◆ Information shown
○ ○ ○ ○
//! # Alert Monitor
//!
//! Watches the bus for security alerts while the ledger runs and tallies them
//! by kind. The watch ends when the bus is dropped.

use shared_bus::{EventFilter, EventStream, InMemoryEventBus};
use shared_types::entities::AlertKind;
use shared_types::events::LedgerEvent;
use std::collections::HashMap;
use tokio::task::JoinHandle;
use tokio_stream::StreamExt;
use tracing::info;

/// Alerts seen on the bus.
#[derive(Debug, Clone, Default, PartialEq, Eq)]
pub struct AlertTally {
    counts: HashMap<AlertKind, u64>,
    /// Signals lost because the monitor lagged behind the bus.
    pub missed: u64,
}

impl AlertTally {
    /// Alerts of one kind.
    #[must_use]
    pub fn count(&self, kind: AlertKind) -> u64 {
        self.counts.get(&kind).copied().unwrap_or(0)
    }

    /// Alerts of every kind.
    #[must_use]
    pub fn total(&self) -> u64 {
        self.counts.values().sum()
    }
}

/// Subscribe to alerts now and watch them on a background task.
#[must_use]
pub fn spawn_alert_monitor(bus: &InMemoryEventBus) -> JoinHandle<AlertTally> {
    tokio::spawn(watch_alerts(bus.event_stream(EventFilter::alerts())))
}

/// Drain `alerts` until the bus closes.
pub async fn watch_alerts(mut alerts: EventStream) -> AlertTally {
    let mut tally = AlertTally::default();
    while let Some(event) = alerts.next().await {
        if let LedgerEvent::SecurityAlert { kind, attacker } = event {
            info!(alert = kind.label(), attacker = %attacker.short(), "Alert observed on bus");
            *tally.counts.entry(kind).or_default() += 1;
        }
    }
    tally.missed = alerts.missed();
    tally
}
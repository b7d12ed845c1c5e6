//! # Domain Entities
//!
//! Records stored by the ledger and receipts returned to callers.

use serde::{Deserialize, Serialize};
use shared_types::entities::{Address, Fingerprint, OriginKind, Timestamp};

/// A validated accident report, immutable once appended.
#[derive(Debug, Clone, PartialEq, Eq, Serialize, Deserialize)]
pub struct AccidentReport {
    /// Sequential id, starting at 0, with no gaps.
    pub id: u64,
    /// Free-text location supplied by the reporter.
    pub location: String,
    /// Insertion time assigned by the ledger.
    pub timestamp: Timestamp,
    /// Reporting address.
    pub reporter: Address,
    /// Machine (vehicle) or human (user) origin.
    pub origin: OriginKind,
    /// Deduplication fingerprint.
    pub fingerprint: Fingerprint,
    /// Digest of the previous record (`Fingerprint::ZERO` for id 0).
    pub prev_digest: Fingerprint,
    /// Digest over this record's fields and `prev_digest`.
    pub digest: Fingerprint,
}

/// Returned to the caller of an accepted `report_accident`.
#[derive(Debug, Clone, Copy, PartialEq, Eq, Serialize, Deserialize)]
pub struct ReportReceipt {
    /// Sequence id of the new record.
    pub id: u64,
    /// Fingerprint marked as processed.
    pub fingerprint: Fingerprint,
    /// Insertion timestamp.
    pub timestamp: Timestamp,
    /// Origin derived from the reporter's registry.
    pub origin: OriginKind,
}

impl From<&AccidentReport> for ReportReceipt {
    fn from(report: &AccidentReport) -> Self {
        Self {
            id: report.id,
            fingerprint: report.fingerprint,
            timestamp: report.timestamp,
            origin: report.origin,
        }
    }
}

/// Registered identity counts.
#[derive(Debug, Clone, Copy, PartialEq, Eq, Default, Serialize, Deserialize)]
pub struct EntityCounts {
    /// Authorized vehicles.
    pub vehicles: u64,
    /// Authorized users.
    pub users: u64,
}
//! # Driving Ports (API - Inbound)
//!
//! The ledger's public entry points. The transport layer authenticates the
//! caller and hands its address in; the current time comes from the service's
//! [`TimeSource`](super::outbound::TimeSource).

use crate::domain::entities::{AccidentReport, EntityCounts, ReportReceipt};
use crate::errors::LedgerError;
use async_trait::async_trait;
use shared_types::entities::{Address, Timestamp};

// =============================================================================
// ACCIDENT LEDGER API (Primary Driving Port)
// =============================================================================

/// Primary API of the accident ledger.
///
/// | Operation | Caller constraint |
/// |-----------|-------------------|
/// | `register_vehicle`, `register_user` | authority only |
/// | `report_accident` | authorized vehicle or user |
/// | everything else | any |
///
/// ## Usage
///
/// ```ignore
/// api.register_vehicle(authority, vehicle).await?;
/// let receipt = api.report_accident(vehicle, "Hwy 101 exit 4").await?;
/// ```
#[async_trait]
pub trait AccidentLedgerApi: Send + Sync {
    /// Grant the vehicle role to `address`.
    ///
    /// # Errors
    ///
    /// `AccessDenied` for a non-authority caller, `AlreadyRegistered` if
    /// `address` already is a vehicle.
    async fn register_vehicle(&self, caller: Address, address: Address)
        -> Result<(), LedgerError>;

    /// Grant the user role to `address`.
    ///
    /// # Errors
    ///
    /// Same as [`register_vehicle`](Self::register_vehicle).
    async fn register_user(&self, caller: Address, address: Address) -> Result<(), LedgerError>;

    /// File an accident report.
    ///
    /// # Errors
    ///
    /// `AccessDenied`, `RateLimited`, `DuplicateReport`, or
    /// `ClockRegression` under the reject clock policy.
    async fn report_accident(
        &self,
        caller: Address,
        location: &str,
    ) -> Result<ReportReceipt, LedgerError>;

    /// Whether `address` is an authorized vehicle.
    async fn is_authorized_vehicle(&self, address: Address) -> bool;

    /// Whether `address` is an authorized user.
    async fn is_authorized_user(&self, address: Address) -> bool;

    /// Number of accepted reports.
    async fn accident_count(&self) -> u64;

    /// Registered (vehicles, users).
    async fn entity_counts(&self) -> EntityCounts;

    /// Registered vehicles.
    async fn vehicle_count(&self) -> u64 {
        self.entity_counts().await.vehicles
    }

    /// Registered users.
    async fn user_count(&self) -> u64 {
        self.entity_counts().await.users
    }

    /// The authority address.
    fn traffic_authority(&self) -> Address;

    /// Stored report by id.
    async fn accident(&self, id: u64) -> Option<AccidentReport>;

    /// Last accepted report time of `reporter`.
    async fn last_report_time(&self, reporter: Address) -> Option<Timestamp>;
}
○ ○ ○ ○
◆ Brief
Could you find every line in the records above that has the string "Option" and copy it?

◆ Output below
    async fn accident(&self, id: u64) -> Option<AccidentReport>;
    async fn last_report_time(&self, reporter: Address) -> Option<Timestamp>;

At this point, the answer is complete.